(Collected data entries)
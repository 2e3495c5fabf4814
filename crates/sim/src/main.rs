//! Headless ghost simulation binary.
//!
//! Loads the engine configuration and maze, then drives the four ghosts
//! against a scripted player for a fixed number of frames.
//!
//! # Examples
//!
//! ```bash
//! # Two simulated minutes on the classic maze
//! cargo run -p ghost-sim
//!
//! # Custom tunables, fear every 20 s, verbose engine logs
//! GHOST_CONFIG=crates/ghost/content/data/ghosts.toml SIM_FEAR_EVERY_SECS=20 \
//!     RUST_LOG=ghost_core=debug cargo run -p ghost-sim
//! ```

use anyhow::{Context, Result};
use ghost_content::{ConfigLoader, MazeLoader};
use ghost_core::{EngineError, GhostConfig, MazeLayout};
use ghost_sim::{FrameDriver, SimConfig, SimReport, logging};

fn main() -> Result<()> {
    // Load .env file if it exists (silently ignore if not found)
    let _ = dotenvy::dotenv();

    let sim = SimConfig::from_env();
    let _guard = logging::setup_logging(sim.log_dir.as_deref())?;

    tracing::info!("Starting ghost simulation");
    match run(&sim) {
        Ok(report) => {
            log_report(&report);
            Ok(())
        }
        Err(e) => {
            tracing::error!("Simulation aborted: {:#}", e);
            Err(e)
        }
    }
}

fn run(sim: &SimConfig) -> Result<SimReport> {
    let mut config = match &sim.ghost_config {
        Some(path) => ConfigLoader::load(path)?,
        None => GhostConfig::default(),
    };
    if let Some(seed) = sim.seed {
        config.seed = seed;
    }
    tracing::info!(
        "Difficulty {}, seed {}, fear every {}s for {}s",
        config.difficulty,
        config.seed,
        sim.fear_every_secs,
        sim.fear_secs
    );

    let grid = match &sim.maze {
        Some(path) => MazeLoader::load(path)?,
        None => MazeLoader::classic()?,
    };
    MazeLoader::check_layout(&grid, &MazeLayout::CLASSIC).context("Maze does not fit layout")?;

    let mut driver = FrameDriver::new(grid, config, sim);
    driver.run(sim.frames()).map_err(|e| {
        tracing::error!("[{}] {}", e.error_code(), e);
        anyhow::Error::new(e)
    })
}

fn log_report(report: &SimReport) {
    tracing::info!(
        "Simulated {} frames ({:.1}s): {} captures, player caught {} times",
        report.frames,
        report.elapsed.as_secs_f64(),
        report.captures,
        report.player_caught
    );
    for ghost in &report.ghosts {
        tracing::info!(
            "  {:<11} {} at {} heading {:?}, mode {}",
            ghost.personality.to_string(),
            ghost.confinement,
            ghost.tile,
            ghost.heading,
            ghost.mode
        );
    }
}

* [Problem statement] State how many lines in the records contain the string "FrameDriver". Give the number with no words around it.

* [Problem solution] 2